Paper No. 98-0
DECADAL-SCALE CLIMATE VARIABILITY IN THE NORTHEAST PACIFIC OXYGEN MINIMUM ZONE: EVIDENCE FROM CARBONATE AND ORGANIC CARBON RECORDS
DELVISCIO, Jeffery G., Department of Earth and Environmental Sciences, Wesleyan Univ, 222 Church Street, Box 4298, Middletown, CT 06459, jdelviscio@wesleyan.edu.

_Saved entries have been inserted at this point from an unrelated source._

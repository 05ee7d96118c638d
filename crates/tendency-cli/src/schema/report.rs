use chrono::{DateTime, Utc};
use serde::Serialize;
use tendency_stats::{
    StatsError,
    descriptive::DescriptiveStats,
    distribution::Distribution,
    individual::IndividualDataset,
    result::{Modality, StatResult},
    summary::CentralTendency,
};

/// Full analysis of one input, as written by `--format json`.
#[derive(Debug, Clone, Serialize)]
pub struct Report {
    /// Timestamp when the report was generated
    pub generated_at: DateTime<Utc>,
    /// The parsed input data
    pub data: DataReport,
    /// One entry per computed measure, in display order
    pub measures: Vec<MeasureReport>,
    /// Closing overview, present when all measures were computed successfully
    #[serde(skip_serializing_if = "Option::is_none")]
    pub summary: Option<CentralTendency>,
}

impl Report {
    pub fn new(data: DataReport, measures: Vec<MeasureReport>) -> Self {
        Self {
            generated_at: Utc::now(),
            data,
            measures,
            summary: None,
        }
    }

    #[must_use]
    pub fn with_summary(mut self, summary: Option<CentralTendency>) -> Self {
        self.summary = summary;
        self
    }
}

/// The parsed input data
#[derive(Debug, Clone, Serialize)]
#[serde(tag = "kind", rename_all = "snake_case")]
pub enum DataReport {
    Grouped {
        distribution: Distribution,
    },
    Individual {
        observations: IndividualDataset,
        stats: DescriptiveStats,
    },
}

impl DataReport {
    pub fn individual(data: &IndividualDataset) -> Self {
        DataReport::Individual {
            observations: data.clone(),
            stats: DescriptiveStats::of(data),
        }
    }

    pub fn distribution(&self) -> Option<&Distribution> {
        match self {
            DataReport::Grouped { distribution } => Some(distribution),
            DataReport::Individual { .. } => None,
        }
    }
}

#[derive(Debug, Clone, Copy, PartialEq, Eq, Serialize, derive_more::Display)]
#[serde(rename_all = "snake_case")]
pub enum MeasureKind {
    #[display("Mean")]
    Mean,
    #[display("Median")]
    Median,
    #[display("Mode")]
    Mode,
}

/// Outcome of one measure computation.
///
/// Errors are local to the computation: a failed step-deviation mean does not
/// prevent the other methods from being reported.
#[derive(Debug, Clone, Serialize)]
pub struct MeasureReport {
    pub measure: MeasureKind,
    /// Method or algorithm name (e.g. "assumed mean", "grouped formula")
    pub method: &'static str,
    #[serde(skip_serializing_if = "Option::is_none")]
    pub result: Option<StatResult>,
    /// Modality label, for modes: the number of modal classes for the
    /// grouped formula, of modal values otherwise
    #[serde(skip_serializing_if = "Option::is_none")]
    pub modality: Option<Modality>,
    #[serde(skip_serializing_if = "Option::is_none")]
    pub error: Option<String>,
}

impl MeasureReport {
    pub fn new(
        measure: MeasureKind,
        method: &'static str,
        outcome: Result<StatResult, StatsError>,
    ) -> Self {
        match outcome {
            Ok(result) => {
                let modality = (measure == MeasureKind::Mode)
                    .then(|| result.modality.unwrap_or_else(|| Modality::of(&result.value)));
                Self {
                    measure,
                    method,
                    result: Some(result),
                    modality,
                    error: None,
                }
            }
            Err(err) => {
                tracing::warn!(%measure, method, "{err}");
                Self {
                    measure,
                    method,
                    result: None,
                    modality: None,
                    error: Some(err.to_string()),
                }
            }
        }
    }
}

Sediment cores collected within the Oxygen Minimum Zone (O2 <5 µm/kg; 400-1300 m depth) from off the coast of Baja California at 25°N during a 1999 R/V Melville cruise present the most southerly evidence of decadal-scale climate instability yet observed on the open Northeast Pacific margin. The development of high resolution proxies through statistical analysis of extensive Diffuse Spectral Reflectance (DSR) data sets provides the framework for gauging rapid shifts in carbonate and organic carbon within the spatial/temporal bounds of the Oxygen Minimum Zone from the last deglaciation to the Holocene (15 to 0 Ka). These shifts are potentially controlled by changes in local primary production or sub-surface water mass ventilation, however the relative importance of each process over this time scale is not well understood. This study focuses on five 10 to 14m piston cores collected within the Soledad Basin, desirable for its high sedimentation rates (100-120cm/kyr) and its 200m sill depth. We maintain the hypothesis that variations in carbonate and organic carbon seen through the Diffuse Spectral Reflectance (DSR) will preferentially show the effects of local production on the spatial/temporal extent of the Oxygen Minimum Zone due to the restrictions imposed on the basin by its shallow sill depth. This record will be compared with sites along the open margin to further characterize the contributions of primary production and water mass ventilation to the intensity of the Oxygen Minimum Zone. Carbonate and organic carbon shifts within the Soledad record also contain a periodicity within the time scale bounds of the present day Pacific Decadal Oscillation (20-50 year quasi-cyclicity); suggesting a connection between the two processes. The record has also shown a strong positive correlation to the dO18 variations within the GISP2 ice core record of Grootes and Stuvier (1997) through which we hope to further elucidate rapid climate teleconnections between high and low latitude climate instability during the past 15 Ka.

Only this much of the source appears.